**** Records supplied

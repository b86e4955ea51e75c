use anyhow::Result;
use std::time::Duration;

/// Identificador del nodo cuando no se configura ninguno.
pub const DEFAULT_NODE_IDENTIFIER: &str = "default-node";

/// Parámetros de conexión al nodo de audio.
#[derive(Debug, Clone)]
pub struct NodeOptions {
    pub host: String,
    pub port: u16,
    /// Secreto compartido enviado en el handshake del socket.
    pub secret: String,
    pub identifier: String,
    /// Usar `https`/`wss` en vez de `http`/`ws`.
    pub secure: bool,
    pub connect_timeout: Duration,
    pub request_timeout: Duration,
    pub reconnect: ReconnectPolicy,
}

impl NodeOptions {
    pub fn new(host: impl Into<String>, port: u16, secret: impl Into<String>) -> Self {
        Self {
            host: host.into(),
            port,
            secret: secret.into(),
            ..Self::default()
        }
    }

    pub fn with_identifier(mut self, identifier: impl Into<String>) -> Self {
        self.identifier = identifier.into();
        self
    }

    pub fn validate(&self) -> crate::Result<()> {
        use crate::OrchestratorError::Configuration;

        if self.host.trim().is_empty() {
            return Err(Configuration("node host must not be empty".into()));
        }
        if self.port == 0 {
            return Err(Configuration("node port must be greater than 0".into()));
        }
        if self.secret.is_empty() {
            return Err(Configuration("node secret must not be empty".into()));
        }
        if self.identifier.trim().is_empty() {
            return Err(Configuration("node identifier must not be empty".into()));
        }
        if self.connect_timeout.is_zero() || self.request_timeout.is_zero() {
            return Err(Configuration("node timeouts must be greater than 0".into()));
        }
        self.reconnect.validate()
    }
}

impl Default for NodeOptions {
    fn default() -> Self {
        Self {
            host: "localhost".to_string(),
            port: 2333,
            secret: String::new(),
            identifier: DEFAULT_NODE_IDENTIFIER.to_string(),
            secure: false,
            connect_timeout: Duration::from_secs(10),
            request_timeout: Duration::from_secs(15),
            reconnect: ReconnectPolicy::default(),
        }
    }
}

/// Backoff exponencial tras un fallo o caída de la conexión.
#[derive(Debug, Clone)]
pub struct ReconnectPolicy {
    pub max_attempts: u32,
    pub base_delay: Duration,
    pub max_delay: Duration,
}

impl ReconnectPolicy {
    /// Espera antes del intento indicado (desde 1), sin jitter.
    pub fn delay_for(&self, attempt: u32) -> Duration {
        let shift = attempt.saturating_sub(1).min(16);
        self.base_delay
            .saturating_mul(1u32 << shift)
            .min(self.max_delay)
    }

    fn validate(&self) -> crate::Result<()> {
        if self.base_delay > self.max_delay {
            return Err(crate::OrchestratorError::Configuration(format!(
                "reconnect base delay {:?} exceeds max delay {:?}",
                self.base_delay, self.max_delay
            )));
        }
        Ok(())
    }
}

impl Default for ReconnectPolicy {
    fn default() -> Self {
        Self {
            max_attempts: 5,
            base_delay: Duration::from_secs(1),
            max_delay: Duration::from_secs(30),
        }
    }
}

/// Configuración del bot cargada desde variables de entorno.
#[derive(Debug, Clone)]
pub struct Config {
    // Discord
    pub discord_token: String,
    pub guild_id: Option<u64>, // Para comandos de desarrollo

    // Nodo
    pub node: NodeOptions,

    // Notificaciones
    pub event_buffer: usize,
}

impl Config {
    pub fn load() -> Result<Self> {
        dotenvy::dotenv().ok();

        let config = Self {
            // Discord
            discord_token: std::env::var("DISCORD_TOKEN")?,
            guild_id: std::env::var("GUILD_ID").ok().and_then(|s| s.parse().ok()),

            // Nodo
            node: NodeOptions {
                host: std::env::var("NODE_HOST").unwrap_or_else(|_| "localhost".to_string()),
                port: std::env::var("NODE_PORT")
                    .unwrap_or_else(|_| "2333".to_string())
                    .parse()?,
                secret: std::env::var("NODE_SECRET")?,
                identifier: std::env::var("NODE_IDENTIFIER")
                    .unwrap_or_else(|_| DEFAULT_NODE_IDENTIFIER.to_string()),
                secure: std::env::var("NODE_SECURE")
                    .unwrap_or_else(|_| "false".to_string())
                    .parse()?,
                connect_timeout: env_duration("NODE_CONNECT_TIMEOUT", "10s")?,
                request_timeout: env_duration("NODE_REQUEST_TIMEOUT", "15s")?,
                reconnect: ReconnectPolicy {
                    max_attempts: std::env::var("NODE_RECONNECT_ATTEMPTS")
                        .unwrap_or_else(|_| "5".to_string())
                        .parse()?,
                    base_delay: env_duration("NODE_RECONNECT_BASE_DELAY", "1s")?,
                    max_delay: env_duration("NODE_RECONNECT_MAX_DELAY", "30s")?,
                },
            },

            event_buffer: std::env::var("EVENT_BUFFER")
                .unwrap_or_else(|_| "256".to_string())
                .parse()?,
        };

        config.validate()?;

        Ok(config)
    }

    /// Validates configuration values for correctness.
    ///
    /// # Validation Rules
    ///
    /// - Discord token must be present
    /// - Node host, port, secret and identifier must be set
    /// - Timeouts must be non-zero and the backoff base must not exceed its cap
    /// - Event buffer must hold at least one notification
    pub fn validate(&self) -> Result<()> {
        if self.discord_token.trim().is_empty() {
            anyhow::bail!("DISCORD_TOKEN must not be empty");
        }

        self.node.validate()?;

        if self.event_buffer == 0 {
            anyhow::bail!("Event buffer must be greater than 0");
        }

        Ok(())
    }

    /// Returns a summary of the current configuration for logging.
    ///
    /// The node secret and Discord token are never included.
    pub fn summary(&self) -> String {
        format!(
            "Config Summary:\n  \
            Discord: commands {}\n  \
            Node: {} at {}://{}:{} (connect {}, request {})\n  \
            Reconnect: {} attempts, {} .. {}\n  \
            Events: buffer {}",
            self.guild_id.map_or("global".to_string(), |id| format!("guild {}", id)),
            self.node.identifier,
            if self.node.secure { "wss" } else { "ws" },
            self.node.host,
            self.node.port,
            humantime::format_duration(self.node.connect_timeout),
            humantime::format_duration(self.node.request_timeout),
            self.node.reconnect.max_attempts,
            humantime::format_duration(self.node.reconnect.base_delay),
            humantime::format_duration(self.node.reconnect.max_delay),
            self.event_buffer
        )
    }
}

impl Default for Config {
    fn default() -> Self {
        Self {
            // Discord (no defaults - must be provided)
            discord_token: String::new(),
            guild_id: None,

            node: NodeOptions::default(),

            event_buffer: 256,
        }
    }
}

fn env_duration(key: &str, default: &str) -> Result<Duration> {
    let raw = std::env::var(key).unwrap_or_else(|_| default.to_string());
    humantime::parse_duration(raw.trim())
        .map_err(|e| anyhow::anyhow!("{} is not a valid duration ({}): {}", key, raw, e))
}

********

Among the lines above, which contain the word "OrchestratorError"? Copy every one.

        use crate::OrchestratorError::Configuration;
            return Err(crate::OrchestratorError::Configuration(format!(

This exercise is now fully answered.